In April, when geopolitical risks were herding people into calling for the possibility of $100/bbl oil this summer, we wrote a piece at the time titled, "Geopolitics Dangle The Prospects Of Higher Oil Prices, But Fundamentals Lag." In it, we said:
The prospects of geopolitical risks escalating have prompted some to believe that oil could spike to as high as $100/bbl. But we've been in the business long enough to remember Abaqiq, which physically took supplies off for a short while only to see both energy stocks and oil sold off materially after.
Geopolitical risk is like the carrot to the donkey for oil bulls.
It's ever-present but always far away. My advice to anyone trying to find a true edge in oil trading/investing is to ignore geopolitics.
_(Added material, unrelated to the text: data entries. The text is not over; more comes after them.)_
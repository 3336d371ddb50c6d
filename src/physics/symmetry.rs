// src/physics/symmetry.rs
//! Space group detection for a structure, backed by moyo.

use moyo::base::{AngleTolerance, Cell, Lattice};
use moyo::data::Setting;
use moyo::MoyoDataset;
use nalgebra::Vector3;

use crate::error::{Error, Result};
use crate::model::space_group::{CrystalSystem, SpaceGroup};
use crate::model::Structure;
use crate::resolver::get_space_group;

#[derive(Debug, Clone)]
pub struct SymmetryInfo {
  pub number: i32,
  pub hall_number: i32,
  pub crystal_system: CrystalSystem,
  /// Standard setting of the detected group.
  pub space_group: &'static SpaceGroup,
}

/// Runs the symmetry search on `structure` with tolerance `symprec` (Angstrom).
pub fn analyze(structure: &Structure, symprec: f64) -> Result<SymmetryInfo> {
  if structure.is_empty() {
    return Err(Error::Symmetry("structure has no atoms".to_string()));
  }
  if structure.lattice.is_singular() {
    return Err(Error::SingularLattice);
  }

  // Atom types are 1-based indices of distinct element labels
  let mut elements: Vec<&str> = Vec::new();
  let mut numbers = Vec::with_capacity(structure.len());
  let mut positions = Vec::with_capacity(structure.len());
  for atom in &structure.atoms {
    let id = match elements.iter().position(|e| *e == atom.element) {
      Some(i) => i,
      None => {
        elements.push(&atom.element);
        elements.len() - 1
      }
    };
    numbers.push(id as i32 + 1);
    positions.push(Vector3::new(atom.xyz[0], atom.xyz[1], atom.xyz[2]));
  }

  let cell = Cell::new(Lattice::new(structure.lattice.matrix()), positions, numbers);
  let dataset = MoyoDataset::new(&cell, symprec, AngleTolerance::Default, Setting::Spglib, true)
    .map_err(|e| Error::Symmetry(format!("{:?}", e)))?;

  let space_group = get_space_group(dataset.number)?;
  log::info!(
    "Detected space group {} (Hall number {}) for '{}'",
    space_group,
    dataset.hall_number,
    structure.title
  );

  Ok(SymmetryInfo {
    number: dataset.number,
    hall_number: dataset.hall_number as i32,
    crystal_system: space_group.crystal_system(),
    space_group,
  })
}

#[cfg(test)]
mod tests {
  use super::*;
  use crate::model::{Atom, Lattice as ModelLattice};

  fn rocksalt() -> Structure {
    let lattice = ModelLattice::from_parameters(5.64, 5.64, 5.64, 90.0, 90.0, 90.0).unwrap();
    let mut s = Structure::new("NaCl", lattice);
    for xyz in [[0.0, 0.0, 0.0], [0.0, 0.5, 0.5], [0.5, 0.0, 0.5], [0.5, 0.5, 0.0]] {
      s.add_atom(Atom::new("Na", xyz));
      s.add_atom(Atom::new("Cl", xyz.map(|v| (v + 0.5) % 1.0)));
    }
    s
  }

  #[test]
  fn test_detects_rocksalt() {
    let info = analyze(&rocksalt(), 1e-4).unwrap();
    assert_eq!(info.number, 225);
    assert_eq!(info.crystal_system, CrystalSystem::Cubic);
    assert_eq!(info.space_group.short_name(), Some("Fm-3m"));
  }

  #[test]
  fn test_rejects_empty_structure() {
    let s = Structure::new("empty", ModelLattice::default());
    assert!(matches!(analyze(&s, 1e-4), Err(Error::Symmetry(_))));
  }

  #[test]
  fn test_rejects_singular_lattice() {
    let mut s = Structure::new("flat", ModelLattice::from_vectors([[1.0, 0.0, 0.0], [2.0, 0.0, 0.0], [0.0, 0.0, 1.0]]));
    s.add_atom(Atom::new("C", [0.0, 0.0, 0.0]));
    assert!(matches!(analyze(&s, 1e-4), Err(Error::SingularLattice)));
  }
}
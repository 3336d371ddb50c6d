// src/model/mod.rs
pub mod hall;
pub mod lattice;
pub mod space_group;
pub mod structure;
pub mod symop;

pub use lattice::Lattice;
pub use space_group::{CrystalSystem, PointGroup, SpaceGroup};
pub use structure::{Atom, Structure};
pub use symop::SymOp;
// src/model/symop.rs

use crate::error::{Error, Result};
use nalgebra::{Matrix3, Vector3};
use std::fmt;
use std::str::FromStr;

/// Translations are stored as numerators over this denominator.
pub const TRANSLATION_DENOMINATOR: i32 = 12;

/// Orders a crystallographic rotation can have.
const CRYSTALLOGRAPHIC_ORDERS: [u32; 5] = [1, 2, 3, 4, 6];

/// A crystallographic symmetry operation `x' = R x + t` on fractional coordinates.
///
/// The rotation is an integer matrix of finite order (1, 2, 3, 4 or 6).
/// The translation is kept exactly, in twelfths, reduced into `0 <= t < 12`.
#[derive(Clone, Copy, Debug, PartialEq, Eq, Hash)]
pub struct SymOp {
  rot: Matrix3<i32>,
  trans: Vector3<i32>,
}

impl Default for SymOp {
  fn default() -> Self {
    Self::identity()
  }
}

impl SymOp {
  pub fn identity() -> Self {
    SymOp {
      rot: Matrix3::identity(),
      trans: Vector3::zeros(),
    }
  }

  /// Trusted constructor for table data. Translation is in twelfths.
  pub(crate) fn from_parts(rot: [[i32; 3]; 3], trans: [i32; 3]) -> Self {
    let rot = to_matrix(&rot);
    debug_assert!(determinant(&rot).abs() == 1, "rotation must have determinant +-1");
    SymOp {
      rot,
      trans: reduce(Vector3::from(trans)),
    }
  }

  /// Checked constructor from a rotation and a fractional translation.
  pub fn new(rotation: [[i32; 3]; 3], translation: [f64; 3]) -> Result<Self> {
    let label = format!("{:?} + {:?}", rotation, translation);
    check_rotation(&rotation).map_err(|reason| Error::symop(&label, reason))?;
    let mut trans = [0; 3];
    for (slot, t) in trans.iter_mut().zip(translation) {
      *slot = to_twelfths(t).ok_or_else(|| {
        Error::symop(&label, "translation is not a finite multiple of 1/12")
      })?;
    }
    Ok(Self::from_parts(rotation, trans))
  }

  /// Rotation rows.
  pub fn rotation(&self) -> [[i32; 3]; 3] {
    std::array::from_fn(|i| std::array::from_fn(|j| self.rot[(i, j)]))
  }

  pub fn rotation_matrix(&self) -> Matrix3<f64> {
    self.rot.cast::<f64>()
  }

  /// Translation as fractions in `[0, 1)`.
  pub fn translation(&self) -> [f64; 3] {
    self.trans.map(|t| t as f64 / TRANSLATION_DENOMINATOR as f64).into()
  }

  /// Translation numerators over [`TRANSLATION_DENOMINATOR`].
  pub fn translation_twelfths(&self) -> [i32; 3] {
    self.trans.into()
  }

  pub fn determinant(&self) -> i32 {
    determinant(&self.rot)
  }

  /// Smallest `n` with `R^n = I`.
  pub fn rotation_order(&self) -> u32 {
    rotation_order(&self.rot).unwrap_or(0)
  }

  pub fn is_identity(&self) -> bool {
    self.rot == Matrix3::identity() && self.trans == Vector3::zeros()
  }

  /// True for pure rotations (determinant +1).
  pub fn is_proper(&self) -> bool {
    self.determinant() == 1
  }

  /// `R x + t` without any wrapping of the result.
  pub fn apply(&self, xyz: [f64; 3]) -> [f64; 3] {
    let v = self.rotation_matrix() * Vector3::from(xyz) + Vector3::from(self.translation());
    [v.x, v.y, v.z]
  }

  /// Like [`SymOp::apply`], with every component wrapped into `[0, 1)`.
  pub fn apply_normalized(&self, xyz: [f64; 3]) -> [f64; 3] {
    self.apply(xyz).map(wrap_unit)
  }

  /// The operation "apply `other`, then `self`".
  pub fn compose(&self, other: &SymOp) -> SymOp {
    SymOp {
      rot: self.rot * other.rot,
      trans: reduce(self.rot * other.trans + self.trans),
    }
  }

  pub fn inverse(&self) -> SymOp {
    // determinant is +-1, so the inverse is integral and always exists
    let inv = self
      .rot
      .cast::<f64>()
      .try_inverse()
      .map_or_else(Matrix3::identity, |m| m.map(|v| v.round() as i32));
    SymOp {
      rot: inv,
      trans: reduce(-(inv * self.trans)),
    }
  }

  /// Same rotation with `shift` (twelfths) added to the translation.
  pub(crate) fn translated(&self, shift: [i32; 3]) -> SymOp {
    SymOp {
      rot: self.rot,
      trans: reduce(self.trans + Vector3::from(shift)),
    }
  }

  /// Moves the origin by `v` (twelfths): `t' = t + v - R v`.
  pub(crate) fn origin_shifted(&self, v: [i32; 3]) -> SymOp {
    let v = Vector3::from(v);
    self.translated((v - self.rot * v).into())
  }

  /// Parses the coordinate-triplet notation, e.g. `"-x+1/2, y, -z"`.
  pub fn from_xyz(s: &str) -> Result<SymOp> {
    let parts: Vec<&str> = s.split(',').collect();
    if parts.len() != 3 {
      return Err(Error::symop(s, "expected three comma-separated components"));
    }

    let mut rot = [[0; 3]; 3];
    let mut trans = [0; 3];
    for (row, expr) in parts.iter().enumerate() {
      let (coeffs, t) = parse_component(expr).map_err(|reason| Error::symop(s, reason))?;
      rot[row] = coeffs;
      trans[row] = t;
    }

    check_rotation(&rot).map_err(|reason| Error::symop(s, reason))?;
    Ok(Self::from_parts(rot, trans))
  }
}

impl FromStr for SymOp {
  type Err = Error;

  fn from_str(s: &str) -> Result<Self> {
    SymOp::from_xyz(s)
  }
}

impl fmt::Display for SymOp {
  fn fmt(&self, f: &mut fmt::Formatter<'_>) -> fmt::Result {
    const AXES: [char; 3] = ['x', 'y', 'z'];
    for row in 0..3 {
      if row > 0 {
        f.write_str(",")?;
      }
      let mut term = String::new();
      for (col, axis) in AXES.iter().enumerate() {
        let k = self.rot[(row, col)];
        if k == 0 {
          continue;
        }
        if k < 0 {
          term.push('-');
        } else if !term.is_empty() {
          term.push('+');
        }
        if k.abs() != 1 {
          term.push_str(&k.abs().to_string());
        }
        term.push(*axis);
      }
      let t = self.trans[row];
      if t != 0 {
        let g = gcd(t, TRANSLATION_DENOMINATOR);
        term.push_str(&format!("+{}/{}", t / g, TRANSLATION_DENOMINATOR / g));
      }
      f.write_str(&term)?;
    }
    Ok(())
  }
}

// --- Parsing helpers ---

/// One row of the triplet: coefficients of x, y, z and translation in twelfths.
fn parse_component(expr: &str) -> std::result::Result<([i32; 3], i32), String> {
  let s: String = expr
    .chars()
    .filter(|c| !c.is_whitespace())
    .collect::<String>()
    .to_lowercase();
  if s.is_empty() {
    return Err("empty component".to_string());
  }

  let mut coeffs = [0; 3];
  let mut trans = 0;

  // Split on + or - but keep the sign with its term
  let mut terms = Vec::new();
  let mut current = String::new();
  for c in s.chars() {
    if (c == '+' || c == '-') && !current.is_empty() {
      terms.push(std::mem::take(&mut current));
    }
    current.push(c);
  }
  terms.push(current);

  for term in terms {
    let (sign, body) = match term.strip_prefix('-') {
      Some(rest) => (-1, rest),
      None => (1, term.strip_prefix('+').unwrap_or(term.as_str())),
    };
    match body {
      "x" => coeffs[0] += sign,
      "y" => coeffs[1] += sign,
      "z" => coeffs[2] += sign,
      "" => return Err(format!("dangling sign in {:?}", expr)),
      number => {
        let value = parse_fraction(number).ok_or_else(|| format!("bad term {:?}", number))?;
        let twelfths = to_twelfths(value)
          .ok_or_else(|| format!("translation {:?} is not a finite multiple of 1/12", number))?;
        trans = (trans + sign * twelfths).rem_euclid(TRANSLATION_DENOMINATOR);
      }
    }
  }

  Ok((coeffs, trans))
}

fn parse_fraction(s: &str) -> Option<f64> {
  match s.split_once('/') {
    Some((num, den)) => {
      let num: f64 = num.parse().ok()?;
      let den: f64 = den.parse().ok()?;
      if den == 0.0 {
        None
      } else {
        Some(num / den)
      }
    }
    None => s.parse().ok(),
  }
}

/// `value` in twelfths, reduced into `[0, 12)`.
fn to_twelfths(value: f64) -> Option<i32> {
  let scaled = value * TRANSLATION_DENOMINATOR as f64;
  if !scaled.is_finite() {
    return None;
  }
  let rounded = scaled.round();
  if (scaled - rounded).abs() < 1e-6 {
    Some(rounded.rem_euclid(TRANSLATION_DENOMINATOR as f64) as i32)
  } else {
    None
  }
}

pub(crate) fn wrap_unit(v: f64) -> f64 {
  let w = v.rem_euclid(1.0);
  // rem_euclid of a tiny negative number rounds up to exactly 1.0
  if w >= 1.0 {
    0.0
  } else {
    w
  }
}

// --- Rotation checks ---

fn to_matrix(rows: &[[i32; 3]; 3]) -> Matrix3<i32> {
  Matrix3::from_fn(|i, j| rows[i][j])
}

fn determinant(m: &Matrix3<i32>) -> i32 {
  m.cast::<f64>().determinant().round() as i32
}

/// Smallest crystallographic `n` with `m^n = I`, if any.
fn rotation_order(m: &Matrix3<i32>) -> Option<u32> {
  let mut power = *m;
  for n in 1..=6 {
    if power == Matrix3::identity() {
      return CRYSTALLOGRAPHIC_ORDERS.contains(&n).then_some(n);
    }
    power = power * m;
  }
  None
}

fn check_rotation(rows: &[[i32; 3]; 3]) -> std::result::Result<(), &'static str> {
  if rows.iter().flatten().any(|v| v.abs() > 1) {
    return Err("rotation entries must be -1, 0 or 1");
  }
  let m = to_matrix(rows);
  if determinant(&m).abs() != 1 {
    return Err("rotation determinant must be +1 or -1");
  }
  if rotation_order(&m).is_none() {
    return Err("rotation is not of order 1, 2, 3, 4 or 6");
  }
  Ok(())
}

fn reduce(t: Vector3<i32>) -> Vector3<i32> {
  t.map(|v| v.rem_euclid(TRANSLATION_DENOMINATOR))
}

fn gcd(a: i32, b: i32) -> i32 {
  if b == 0 {
    a.abs()
  } else {
    gcd(b, a % b)
  }
}


#[cfg(test)]
mod tests {
  use super::*;

  fn close(a: [f64; 3], b: [f64; 3]) -> bool {
    a.iter().zip(b).all(|(x, y)| (x - y).abs() < 1e-10)
  }

  #[test]
  fn test_identity() {
    let op = SymOp::identity();
    assert!(op.is_identity());
    assert!(op.is_proper());
    assert_eq!(op.to_string(), "x,y,z");
    assert!(close(op.apply([0.1, 0.2, 0.3]), [0.1, 0.2, 0.3]));
  }

  #[test]
  fn test_parse_screw_axis() {
    let op = SymOp::from_xyz("-x, y+1/2, -z+1/2").unwrap();
    assert_eq!(op.rotation(), [[-1, 0, 0], [0, 1, 0], [0, 0, -1]]);
    assert_eq!(op.translation_twelfths(), [0, 6, 6]);
    assert_eq!(op.to_string(), "-x,y+1/2,-z+1/2");
  }

  #[test]
  fn test_parse_hexagonal_and_leading_fraction() {
    let op = SymOp::from_xyz("Y-X, 1/3-X, Z+2/3").unwrap();
    assert_eq!(op.rotation(), [[-1, 1, 0], [-1, 0, 0], [0, 0, 1]]);
    assert_eq!(op.translation_twelfths(), [0, 4, 8]);
    assert_eq!(op.to_string(), "-x+y,-x+1/3,z+2/3");
  }

  #[test]
  fn test_negative_translation_is_reduced() {
    let op = SymOp::from_xyz("x-1/4,y,z").unwrap();
    assert_eq!(op.translation(), [0.75, 0.0, 0.0]);
  }

  #[test]
  fn test_parse_errors() {
    assert!(SymOp::from_xyz("x,y").is_err());
    assert!(SymOp::from_xyz("x,x,z").is_err());
    assert!(SymOp::from_xyz("x+x,y,z").is_err());
    assert!(SymOp::from_xyz("x+1/5,y,z").is_err());
    assert!(SymOp::from_xyz("x,y,q").is_err());
    assert!(SymOp::from_xyz("x,,z").is_err());
  }

  #[test]
  fn test_display_parse_agree() {
    for s in ["-y,x-y,z+1/3", "z,x,y", "-x+1/2,-y,z+1/2", "y+1/4,-x+3/4,z+5/6"] {
      let op = SymOp::from_xyz(s).unwrap();
      assert_eq!(SymOp::from_xyz(&op.to_string()).unwrap(), op);
    }
  }

  #[test]
  fn test_apply_raw_versus_normalized() {
    let op = SymOp::from_xyz("-x,-y,z+1/2").unwrap();
    let raw = op.apply([0.25, 0.1, 0.75]);
    assert!(close(raw, [-0.25, -0.1, 1.25]));
    let wrapped = op.apply_normalized([0.25, 0.1, 0.75]);
    assert!(close(wrapped, [0.75, 0.9, 0.25]));
  }

  #[test]
  fn test_normalized_never_returns_one() {
    let op = SymOp::from_xyz("-x,y,z").unwrap();
    let p = op.apply_normalized([1e-18, 0.0, 0.0]);
    assert!(p[0] >= 0.0 && p[0] < 1.0);
  }

  #[test]
  fn test_compose_and_inverse() {
    let four = SymOp::from_xyz("-y,x,z+1/4").unwrap();
    let mut acc = SymOp::identity();
    for _ in 0..4 {
      acc = four.compose(&acc);
    }
    assert!(acc.is_identity());

    let op = SymOp::from_xyz("-y+1/2,x-y,z+1/3").unwrap();
    assert!(op.compose(&op.inverse()).is_identity());
    assert!(op.inverse().compose(&op).is_identity());
  }

  #[test]
  fn test_checked_constructor() {
    let op = SymOp::new([[0, 0, 1], [1, 0, 0], [0, 1, 0]], [0.5, 0.0, 0.25]).unwrap();
    assert_eq!(op.to_string(), "z+1/2,x,y+1/4");
    assert!(SymOp::new([[2, 0, 0], [0, 1, 0], [0, 0, 1]], [0.0; 3]).is_err());
    assert!(SymOp::new([[1, 0, 0], [1, 0, 0], [0, 0, 1]], [0.0; 3]).is_err());
    assert!(SymOp::new([[1, 0, 0], [0, 1, 0], [0, 0, 1]], [0.1, 0.0, 0.0]).is_err());
  }

  #[test]
  fn test_origin_shift() {
    // two-fold along -x-y style axis with a c/12 origin shift
    let op = SymOp::from_xyz("-y,-x,-z+1/2").unwrap();
    let shifted = op.origin_shifted([0, 0, 1]);
    assert_eq!(shifted.to_string(), "-y,-x,-z+2/3");
  }

  #[test]
  fn test_rejects_infinite_order_rotations() {
    assert!(SymOp::from_xyz("x+y,y,z").is_err());
    assert!(SymOp::from_xyz("x,y-z,z").is_err());
    assert!(SymOp::new([[1, 1, 0], [0, 1, 0], [0, 0, 1]], [0.0; 3]).is_err());
    // six-fold and three-fold rotations of the hexagonal lattice are fine
    let six = SymOp::from_xyz("x-y,x,z").unwrap();
    assert_eq!(six.rotation_order(), 6);
    assert_eq!(SymOp::from_xyz("-y,x-y,z").unwrap().rotation_order(), 3);
    assert_eq!(SymOp::from_xyz("-x,-y,-z").unwrap().rotation_order(), 2);
  }

  #[test]
  fn test_display_keeps_large_coefficients() {
    let a = SymOp::from_xyz("-y,x-y,z").unwrap();
    let b = SymOp::from_xyz("y,x,-z").unwrap();
    assert_eq!(a.compose(&b).to_string(), "-x,-x+y,-z");
    // mixing settings can leave {-1, 0, 1}; nothing is dropped from the text
    let sheared = SymOp::from_parts([[1, 2, 0], [0, 1, 0], [0, 0, -1]], [0; 3]);
    assert_eq!(sheared.to_string(), "x+2y,y,-z");
    assert!(SymOp::from_xyz(&sheared.to_string()).is_err());
  }

  #[test]
  fn test_large_translations_reduce_exactly() {
    assert_eq!(SymOp::from_xyz("x+1000000000,y,z").unwrap().to_string(), "x,y,z");
    assert_eq!(SymOp::from_xyz("x+1000000000+1000000000,y,z").unwrap().to_string(), "x,y,z");
    assert_eq!(SymOp::from_xyz("x-1000000000/3,y,z").unwrap().to_string(), "x+2/3,y,z");
    assert_eq!(SymOp::new([[1, 0, 0], [0, 1, 0], [0, 0, 1]], [1e12 + 0.5, 0.0, -7.25]).unwrap().to_string(), "x+1/2,y,z+3/4");
    assert!(SymOp::from_xyz("x+inf,y,z").is_err());
    assert!(SymOp::new([[1, 0, 0], [0, 1, 0], [0, 0, 1]], [f64::NAN, 0.0, 0.0]).is_err());
  }
}
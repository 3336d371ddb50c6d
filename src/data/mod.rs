// src/data/mod.rs
//! Static space group tables.
//!
//! Two independent catalogs feed the registry, in this order:
//! 1. [`standard::STANDARD`]: one standard setting per International Tables number.
//! 2. [`alternate::ALTERNATE`]: alternate settings of the same groups.
//!
//! Entries carry a Hall symbol; the operator lists are generated from it when
//! the registry is built.

pub mod alternate;
pub mod standard;

/// One row of a static catalog.
#[derive(Debug, Clone, Copy, PartialEq)]
pub struct SpaceGroupEntry {
  pub number: i32,
  /// `None` means "derive from `pdb_name` by dropping blanks".
  pub short_name: Option<&'static str>,
  pub pdb_name: Option<&'static str>,
  pub alt_name: Option<&'static str>,
  pub hall_symbol: &'static str,
}

impl SpaceGroupEntry {
  pub fn short_name(&self) -> Option<String> {
    match (self.short_name, self.pdb_name) {
      (Some(s), _) => Some(s.to_string()),
      (None, Some(pdb)) => Some(pdb.chars().filter(|c| !c.is_whitespace()).collect()),
      (None, None) => None,
    }
  }
}

/// Standard-catalog row: number, short name, PDB name, Hall symbol, optional alt name.
macro_rules! sg {
  ($num:expr, $short:expr, $pdb:expr, $hall:expr) => {
    $crate::data::SpaceGroupEntry {
      number: $num,
      short_name: Some($short),
      pdb_name: Some($pdb),
      alt_name: None,
      hall_symbol: $hall,
    }
  };
  ($num:expr, $short:expr, $pdb:expr, $hall:expr, $alt:expr) => {
    $crate::data::SpaceGroupEntry {
      number: $num,
      short_name: Some($short),
      pdb_name: Some($pdb),
      alt_name: Some($alt),
      hall_symbol: $hall,
    }
  };
}

/// Alternate-catalog row: number, full symbol of the setting, Hall symbol.
macro_rules! setting {
  ($num:expr, $pdb:expr, $hall:expr) => {
    $crate::data::SpaceGroupEntry {
      number: $num,
      short_name: None,
      pdb_name: Some($pdb),
      alt_name: None,
      hall_symbol: $hall,
    }
  };
}

pub(crate) use setting;
pub(crate) use sg;
// src/utils/mod.rs
pub mod logger;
While it's never your job to completely disregard it, my advice is to heavily discount it unless something actually happens.
So as geopolitics dangles the prospects of higher oil prices for many, real oil watchers should know that the fundamentals have recently worsened. In our Monday WCTW, "Follow the Process." We pointed out that Asian topping margins have gone negative and crack spreads are following suit. Refining margins will be the leading indicator for crude this year, and with refining margins peaking and still trying to find the bottom, crude won't get the tailwind it needs.
At the time of the publication, it wasn't a popular piece as Twitter was all over the possibility of an outright war and the possibility of pushing prices higher. But as any veteran oil trader should know, geopolitical risks are temporary and distract oil markets from what's important.
But today's price move is different and let me explain why...
There are times in the oil market when the fundamentals are moving in one direction, but financial flows are moving in the exact opposite. Call it recession risk, macro hedging, CTA positioning, or whatever you want, the reality is that financial flows aren't going into oil, and instead, speculators are shorting oil for whatever narrative that's currently present. And the narrative is usually developed from the price action itself creating a reflexive feedback loop that continues until a "catalyst" jolts it the other way.